- **Required work**: Report the number of lines in the material below that contain "self", without any other words.

- **Excerpted records**:
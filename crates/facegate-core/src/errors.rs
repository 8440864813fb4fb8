use std::io;
use std::path::PathBuf;
use std::process::ExitCode;
use std::time::Duration;

use image::ImageError;
use thiserror::Error;
use uuid::Uuid;

use crate::session::Stage;

#[derive(Debug, Error)]
pub enum AppError {
    #[error("failed to open video device {device}: {source}")]
    DeviceOpen {
        device: String,
        #[source]
        source: io::Error,
    },

    #[error("failed to acquire frame from {device}: {message}")]
    FrameCapture { device: String, message: String },

    #[error("device capability error: {0}")]
    Capability(String),

    #[error("unsupported pixel format '{0}' for selected device")]
    UnsupportedFormat(String),

    #[error("failed processing frame data: {0}")]
    FrameProcessing(String),

    #[error("missing {kind} model; provide {flag} or set ${env}")]
    MissingModel {
        kind: &'static str,
        flag: &'static str,
        env: &'static str,
    },

    #[error("failed to load {capability} model: {message}")]
    ModelLoad { capability: String, message: String },

    #[error("face detector failed: {0}")]
    DetectorBackend(String),

    #[error("{backend} support is not compiled in; rebuild with the `{feature}` feature")]
    BackendUnavailable {
        backend: &'static str,
        feature: &'static str,
    },

    #[error("{stage} stage timed out after {elapsed:?}")]
    StageTimeout { stage: Stage, elapsed: Duration },

    #[error("{stage} stage cancelled")]
    Cancelled { stage: Stage },

    #[error("session {session_id} has already run; reset it before running again")]
    SessionConsumed { session_id: Uuid },

    #[error("select exactly 2 images before confirming ({selected} selected)")]
    SelectionCount { selected: usize },

    #[error("no captured image with id '{0}'")]
    UnknownImage(String),

    #[error("selection input closed before a pair was confirmed")]
    SelectionInputClosed,

    #[error("embedding extraction failed for {image_id}: {message}")]
    EmbeddingExtraction { image_id: String, message: String },

    #[error("I/O error: {0}")]
    Io(#[from] io::Error),

    #[error("failed to encode image {path}: {source}")]
    ImageEncode {
        path: PathBuf,
        #[source]
        source: ImageError,
    },

    #[error("serialization error: {0}")]
    Serialization(#[from] serde_json::Error),

    #[error("failed to write artifact {path}: {source}")]
    ArtifactWrite {
        path: PathBuf,
        #[source]
        source: io::Error,
    },

    #[error("failed to read artifact {path}: {source}")]
    ArtifactRead {
        path: PathBuf,
        #[source]
        source: io::Error,
    },

    #[error("enrollment artifact is invalid: {0}")]
    InvalidArtifact(String),

    #[error("failed to read configuration file {path}: {source}")]
    ConfigRead {
        path: PathBuf,
        #[source]
        source: io::Error,
    },

    #[error("invalid configuration file {path}: {message}")]
    ConfigParse { path: PathBuf, message: String },

    #[error("invalid pipeline configuration: {0}")]
    InvalidConfig(String),
}

impl AppError {
    pub fn exit_code(&self) -> ExitCode {
        match self {
            AppError::DeviceOpen { .. } => ExitCode::from(4),
            AppError::FrameCapture { .. } => ExitCode::from(4),
            AppError::Capability(_) => ExitCode::from(3),
            AppError::UnsupportedFormat(_) => ExitCode::from(2),
            AppError::MissingModel { .. } => ExitCode::from(2),
            AppError::ModelLoad { .. } => ExitCode::from(2),
            AppError::BackendUnavailable { .. } => ExitCode::from(2),
            AppError::StageTimeout { .. } => ExitCode::from(5),
            AppError::Cancelled { .. } => ExitCode::from(130),
            AppError::SelectionInputClosed => ExitCode::from(5),
            AppError::SessionConsumed { .. } => ExitCode::from(5),
            AppError::EmbeddingExtraction { .. } => ExitCode::from(6),
            AppError::InvalidArtifact(_) => ExitCode::from(3),
            AppError::ConfigRead { .. } => ExitCode::from(2),
            AppError::ConfigParse { .. } => ExitCode::from(2),
            AppError::InvalidConfig(_) => ExitCode::from(2),
            _ => ExitCode::from(1),
        }
    }

    /// Correctable errors are surfaced to the user and never abort a session.
    pub fn is_fatal(&self) -> bool {
        !matches!(
            self,
            AppError::SelectionCount { .. } | AppError::UnknownImage(_)
        )
    }

    pub fn human_message(&self) -> String {
        self.to_string()
    }
}

pub type AppResult<T> = Result<T, AppError>;

#[cfg(test)]
mod tests {
    use super::*;

    #[test]
    fn selection_errors_are_correctable() {
        assert!(!AppError::SelectionCount { selected: 1 }.is_fatal());
        assert!(!AppError::UnknownImage("happy_9".into()).is_fatal());
        assert!(AppError::EmbeddingExtraction {
            image_id: "neutral_0".into(),
            message: "no face".into(),
        }
        .is_fatal());
        assert!(AppError::Cancelled {
            stage: Stage::Direction
        }
        .is_fatal());
    }

    #[test]
    fn timeout_message_names_stage() {
        let err = AppError::StageTimeout {
            stage: Stage::Expression,
            elapsed: Duration::from_secs(60),
        };
        assert!(err.human_message().starts_with("expression stage timed out"));
        assert_eq!(err.exit_code(), ExitCode::from(5));
    }
}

- **Answer space**: 6